Após aproximadamente três décadas de um aumento regular, a taxa de nascimentos gêmeos nos E.U. tem caído pela primeira vez, com uma tendência descendente observada entre 2014 e 2018.

De acordo com um relatório novo dos centros para o controlo e prevenção de enfermidades dos E.U. (CDC), a taxa de natalidade gêmea deixou cair por 4% entre 2014 a 2018. Os peritos dizem que a diminuição pode reflectir avanços nas tecnologias reprodutivas que aumentam a probabilidade de únicos nascimentos.

Meninos gêmeosZoia Kostina | Shutterstock

Entre 1980 e agora

Depois dos anos de estabilidade relativa, a taxa de natalidade dos E.U. para os gêmeos começados escalar no princípio dos anos 80, aumentando por 79% entre 1980 e 2014, diz o CDC. Em 1980, um em cada 53 nascimentos era um nascimento gêmeo, quando em 2014 esta figura tinha deixado cair a uma em cada 29.

A elevação em nascimentos gêmeos, que era difundida e observada em todos os estados de E.U. tinha sido atribuída principalmente à tomada acima in vitro de técnicas da fecundação.

Que mudou?

Até recentemente, in vitro a fecundação envolveria frequentemente transferência de embriões múltiplos para aumentar a probabilidade do sucesso. Contudo, isto igualmente aumentaria a probabilidade de nascimentos múltiplos se mais de um embrião era bem sucedido.

Contudo, os avanços recentes na tecnologia reprodutiva significaram que muitos doutores de fertilidade agora transferem somente um embrião de cada vez. O progresso feito na congelação do embrião e o teste genético ajudaram o aumento a taxa de êxito de únicas transferências do embrião.

É importante monitorar taxas de natalidade gêmeas

O CDC diz que é importante monitorar a taxa de nascimentos gêmeos, desde que os gêmeos estão em um risco aumentado para os resultados deficientes comparados com os solteirões, incluindo o nascimento prematuro e morbosidade e mortalidade recém-nascidas.

Usando dados do sistema nacional das estatísticas vitais, conduziram uma análise de tendência em um macacão gêmeo da gravidez entre 1980 também 2018, também baseado na idade, raça e origem do hispânico, e estado maternos de residência entre 2014 e 2018.

Os resultados chaves do relatório eram como segue:

  • Depois de mais de três décadas dos aumentos, a taxa de natalidade gêmea diminuiu por 4% entre 2014 e 2018. 2018 viram o mais desprezado em mais do que uma década, que fosse 32,6 gêmeos por 1.000 nascimentos totais.
  • O número de entregas gêmeas diminuiu por uma média de 2% pelo ano desde 2014 completamente a 2018, caindo a 123.536 nascimentos em 2018.
  • As taxas de natalidade gêmeas diminuíram entre as matrizes envelhecidas 30 e sobre, com as diminuições as maiores observadas para as matrizes envelhecidas 40 e mais velho.
  • A taxa de natalidade gêmea caiu por 7% entre as matrizes brancas do não-Hispânico entre 2014 e 2018, mas permaneceu essencialmente a mesma entre matrizes pretas e latino-americanos do não-Hispânico.
  • As taxas de natalidade gêmeas diminuíram em 17 estados e aumentaram em três estados.

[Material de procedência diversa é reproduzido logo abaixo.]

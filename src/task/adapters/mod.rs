//! Adapter implementations of the task ports.
//!
//! - [`memory`]: in-memory store, scripted pane client and adjustable clock
//! - [`sqlite`]: durable `SQLite` store
//! - [`wezterm`]: pane client driving the `wezterm` CLI

pub mod memory;
pub mod sqlite;
pub mod wezterm;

O CDC não publicou figuras em objectivas triplas ou em outros nascimentos múltiplos, mas disse-as os dados sugerem que tendessem a mesma maneira.

Diminua conduzido pelas mulheres brancas e por aquelas 30 ou mais velho envelhecido

A diminuição total de 4% observada para o período 2014-2018 não era universal através da idade, da raça, e da Hispânico-origem maternas, ou através dos estados de E.U., o relatório diz.

O autor principal do relatório, Joyce Martin, notou a diminuição foi conduzido pelas mulheres brancas e as mulheres envelheceram 30 anos ou mais velho. Aqueles dois grupos representam o número o maior de clientes para pagar para fora in vitro pelos tratamentos caros da fecundação, que são envolvidos em aproximadamente 15% de nascimentos múltiplos.

Igualmente houve umas mudanças em como a técnica é realizada.

A técnica envolve cirùrgica remover os ovos dos ovário de uma mulher, misturando os com o esperma no laboratório, e, após alguns dias, transferindo os embriões fertilizados no ventre da mulher.

Mais de dez anos há, a prática normalizada era implantar dois ou mais embriões para aumentar a probabilidade do sucesso. Desde então, os pesquisadores descobriram como crescer embriões por uns períodos mais longos no laboratório e são feitos avanços no teste genético para verificar para ver se há problemas.

Isto melhorou capacidade dos clínicos' para seleccionar o embrião o mais viável usar-se, diz Aaron Styer, um especialista do tratamento da infertilidade em Chestnut Hill, Massachusetts.

A taxa de êxito para um único embrião que transferência aumentou aumentou de ao redor 20% nos anos 80 a aproximadamente 50% hoje, disse.

Aproximadamente dois terços de procedimentos de IVF usam agora um embrião

Hoje, aproximadamente dois terços de procedimentos de IVF usam somente um embrião, de acordo com o pesquisador Dmitry Kissin do CDC.

Embora a gota de 4% seja somente modesta, os responsáveis da Saúde estão dando boas-vindas à notícia. Os nascimentos múltiplos aumentam os riscos de complicações e de morte para a matriz e o bebê.

“Nos media, há frequentemente umas histórias sobre gêmeos muito bonitos,” diz Kissin. “Estas histórias não se centram sobre o risco.”

Os exemplos dos riscos às matrizes incluem o diabetes, a hipertensão, hemorrhaging e depressão após o parto, quando os bebês forem mais prováveis ser prematuros carregado e ter um baixo peso ao nascimento.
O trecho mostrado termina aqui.